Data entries

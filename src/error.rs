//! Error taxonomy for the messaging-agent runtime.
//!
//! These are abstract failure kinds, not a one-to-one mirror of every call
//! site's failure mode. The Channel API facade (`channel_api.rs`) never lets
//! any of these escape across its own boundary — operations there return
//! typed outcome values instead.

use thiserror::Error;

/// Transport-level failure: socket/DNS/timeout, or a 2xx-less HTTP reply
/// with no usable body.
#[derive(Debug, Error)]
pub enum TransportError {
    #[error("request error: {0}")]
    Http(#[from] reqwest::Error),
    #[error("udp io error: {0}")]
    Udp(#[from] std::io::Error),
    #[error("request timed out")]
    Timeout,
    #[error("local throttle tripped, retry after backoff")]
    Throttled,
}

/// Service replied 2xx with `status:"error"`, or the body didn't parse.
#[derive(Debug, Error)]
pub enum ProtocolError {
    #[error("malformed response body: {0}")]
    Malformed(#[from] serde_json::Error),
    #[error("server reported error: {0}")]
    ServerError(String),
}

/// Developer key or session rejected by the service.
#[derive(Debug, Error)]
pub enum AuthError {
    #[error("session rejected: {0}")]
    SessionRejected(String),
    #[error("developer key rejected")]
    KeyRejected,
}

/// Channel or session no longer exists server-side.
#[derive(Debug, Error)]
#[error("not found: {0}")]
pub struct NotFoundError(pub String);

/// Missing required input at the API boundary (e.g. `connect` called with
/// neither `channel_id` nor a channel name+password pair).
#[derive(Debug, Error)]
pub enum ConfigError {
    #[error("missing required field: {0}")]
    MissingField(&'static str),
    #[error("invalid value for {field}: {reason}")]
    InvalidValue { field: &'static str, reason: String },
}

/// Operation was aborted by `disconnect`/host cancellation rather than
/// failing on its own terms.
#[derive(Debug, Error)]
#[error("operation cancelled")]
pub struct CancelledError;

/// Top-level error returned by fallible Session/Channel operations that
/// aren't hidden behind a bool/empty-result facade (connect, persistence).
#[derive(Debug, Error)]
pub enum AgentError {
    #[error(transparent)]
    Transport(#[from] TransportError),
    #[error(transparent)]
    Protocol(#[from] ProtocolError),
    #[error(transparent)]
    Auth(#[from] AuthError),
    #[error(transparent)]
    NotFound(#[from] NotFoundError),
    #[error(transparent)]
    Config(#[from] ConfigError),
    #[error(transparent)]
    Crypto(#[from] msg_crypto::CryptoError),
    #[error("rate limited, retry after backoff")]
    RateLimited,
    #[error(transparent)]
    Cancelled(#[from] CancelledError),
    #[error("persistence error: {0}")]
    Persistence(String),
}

---

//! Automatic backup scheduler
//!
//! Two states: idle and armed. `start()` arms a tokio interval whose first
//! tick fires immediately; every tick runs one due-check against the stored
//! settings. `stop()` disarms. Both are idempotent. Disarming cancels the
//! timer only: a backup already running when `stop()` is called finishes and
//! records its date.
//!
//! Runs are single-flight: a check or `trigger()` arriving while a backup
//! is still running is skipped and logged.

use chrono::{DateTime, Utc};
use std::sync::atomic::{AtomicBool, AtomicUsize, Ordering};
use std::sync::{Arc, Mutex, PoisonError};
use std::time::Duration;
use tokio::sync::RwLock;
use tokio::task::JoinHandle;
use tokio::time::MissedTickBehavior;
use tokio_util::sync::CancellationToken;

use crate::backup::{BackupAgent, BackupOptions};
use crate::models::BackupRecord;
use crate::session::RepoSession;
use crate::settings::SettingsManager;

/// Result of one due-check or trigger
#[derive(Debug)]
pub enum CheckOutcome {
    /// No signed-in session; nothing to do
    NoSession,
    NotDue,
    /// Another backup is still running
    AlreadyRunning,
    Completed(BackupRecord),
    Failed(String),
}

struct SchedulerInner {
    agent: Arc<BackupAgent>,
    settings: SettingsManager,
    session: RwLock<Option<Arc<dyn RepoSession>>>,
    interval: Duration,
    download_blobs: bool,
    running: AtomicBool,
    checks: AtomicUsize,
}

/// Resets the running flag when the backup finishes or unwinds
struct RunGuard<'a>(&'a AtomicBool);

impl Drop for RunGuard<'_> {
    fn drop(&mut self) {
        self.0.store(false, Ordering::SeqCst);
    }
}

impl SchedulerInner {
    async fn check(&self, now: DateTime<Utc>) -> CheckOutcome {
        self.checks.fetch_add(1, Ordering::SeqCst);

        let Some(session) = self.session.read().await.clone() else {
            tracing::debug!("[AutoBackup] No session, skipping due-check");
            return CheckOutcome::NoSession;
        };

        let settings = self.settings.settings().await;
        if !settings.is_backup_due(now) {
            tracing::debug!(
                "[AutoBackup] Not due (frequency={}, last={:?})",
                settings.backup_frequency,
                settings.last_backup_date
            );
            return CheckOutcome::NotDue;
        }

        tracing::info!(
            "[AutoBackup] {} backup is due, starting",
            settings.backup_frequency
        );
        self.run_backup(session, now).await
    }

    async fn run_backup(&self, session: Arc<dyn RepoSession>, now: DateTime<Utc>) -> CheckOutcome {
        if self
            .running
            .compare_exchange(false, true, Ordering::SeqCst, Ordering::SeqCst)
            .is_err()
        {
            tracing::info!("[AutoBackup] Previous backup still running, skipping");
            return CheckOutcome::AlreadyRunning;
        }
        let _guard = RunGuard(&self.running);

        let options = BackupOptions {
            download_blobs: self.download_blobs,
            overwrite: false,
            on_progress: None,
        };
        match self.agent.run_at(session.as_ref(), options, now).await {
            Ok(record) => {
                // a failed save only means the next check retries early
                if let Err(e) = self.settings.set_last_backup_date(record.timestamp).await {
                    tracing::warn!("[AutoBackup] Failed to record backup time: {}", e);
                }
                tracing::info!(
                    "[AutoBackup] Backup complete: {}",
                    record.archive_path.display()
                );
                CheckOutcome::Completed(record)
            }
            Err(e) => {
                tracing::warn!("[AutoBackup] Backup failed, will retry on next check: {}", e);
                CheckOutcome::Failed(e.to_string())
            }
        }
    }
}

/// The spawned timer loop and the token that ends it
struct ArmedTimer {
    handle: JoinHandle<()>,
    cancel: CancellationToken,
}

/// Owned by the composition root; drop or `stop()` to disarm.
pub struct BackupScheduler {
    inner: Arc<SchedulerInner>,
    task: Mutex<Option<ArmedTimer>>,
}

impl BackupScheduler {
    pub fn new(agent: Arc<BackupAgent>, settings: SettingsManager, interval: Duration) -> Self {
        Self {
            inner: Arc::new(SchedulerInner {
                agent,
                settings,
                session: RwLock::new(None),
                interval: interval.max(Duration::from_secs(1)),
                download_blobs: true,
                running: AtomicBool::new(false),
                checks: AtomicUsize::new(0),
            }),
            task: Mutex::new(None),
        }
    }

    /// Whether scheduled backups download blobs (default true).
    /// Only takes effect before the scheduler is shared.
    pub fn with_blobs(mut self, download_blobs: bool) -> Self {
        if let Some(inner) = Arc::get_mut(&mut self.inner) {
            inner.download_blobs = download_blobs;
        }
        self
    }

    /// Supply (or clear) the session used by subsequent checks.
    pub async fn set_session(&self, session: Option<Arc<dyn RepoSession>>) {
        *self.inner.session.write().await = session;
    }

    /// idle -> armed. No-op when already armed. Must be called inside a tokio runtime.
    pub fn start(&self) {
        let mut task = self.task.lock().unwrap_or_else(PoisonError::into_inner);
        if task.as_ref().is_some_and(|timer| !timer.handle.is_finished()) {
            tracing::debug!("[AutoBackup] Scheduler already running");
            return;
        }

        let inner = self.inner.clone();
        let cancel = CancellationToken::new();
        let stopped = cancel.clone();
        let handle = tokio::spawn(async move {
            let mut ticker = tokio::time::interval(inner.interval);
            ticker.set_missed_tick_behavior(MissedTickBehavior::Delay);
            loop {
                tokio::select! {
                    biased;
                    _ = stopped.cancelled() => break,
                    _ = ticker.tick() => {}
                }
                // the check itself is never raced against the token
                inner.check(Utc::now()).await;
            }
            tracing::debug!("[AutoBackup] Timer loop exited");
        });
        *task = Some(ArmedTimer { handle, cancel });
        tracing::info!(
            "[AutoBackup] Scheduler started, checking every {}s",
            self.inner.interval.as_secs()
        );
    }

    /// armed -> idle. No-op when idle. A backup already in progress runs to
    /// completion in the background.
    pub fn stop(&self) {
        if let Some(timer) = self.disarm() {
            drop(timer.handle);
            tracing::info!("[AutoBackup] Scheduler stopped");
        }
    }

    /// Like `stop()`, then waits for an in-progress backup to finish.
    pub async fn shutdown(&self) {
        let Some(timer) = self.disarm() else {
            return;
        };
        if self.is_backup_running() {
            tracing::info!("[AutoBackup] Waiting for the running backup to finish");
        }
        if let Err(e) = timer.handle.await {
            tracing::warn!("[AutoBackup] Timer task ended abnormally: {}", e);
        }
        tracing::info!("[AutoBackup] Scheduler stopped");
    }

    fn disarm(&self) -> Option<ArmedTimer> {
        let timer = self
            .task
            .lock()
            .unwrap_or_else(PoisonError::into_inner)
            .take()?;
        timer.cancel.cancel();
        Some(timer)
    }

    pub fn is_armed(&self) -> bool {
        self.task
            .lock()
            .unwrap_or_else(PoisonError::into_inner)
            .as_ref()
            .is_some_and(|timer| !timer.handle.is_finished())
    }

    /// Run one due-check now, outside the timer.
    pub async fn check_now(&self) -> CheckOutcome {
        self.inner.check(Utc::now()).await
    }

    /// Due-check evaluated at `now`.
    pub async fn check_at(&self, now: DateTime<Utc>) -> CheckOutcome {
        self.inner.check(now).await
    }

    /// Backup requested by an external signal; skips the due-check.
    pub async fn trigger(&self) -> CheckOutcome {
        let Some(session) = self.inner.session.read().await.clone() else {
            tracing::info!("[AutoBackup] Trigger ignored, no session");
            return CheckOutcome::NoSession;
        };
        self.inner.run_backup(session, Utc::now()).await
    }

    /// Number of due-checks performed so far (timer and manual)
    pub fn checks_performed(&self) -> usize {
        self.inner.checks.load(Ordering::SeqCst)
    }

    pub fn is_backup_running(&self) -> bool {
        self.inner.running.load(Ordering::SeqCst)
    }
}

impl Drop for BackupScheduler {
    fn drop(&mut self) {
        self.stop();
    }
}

=== Task ===
Copy each line from the data that features the string "still".

=== Answer space ===
//! is still running is skipped and logged.
    /// Another backup is still running
            tracing::info!("[AutoBackup] Previous backup still running, skipping");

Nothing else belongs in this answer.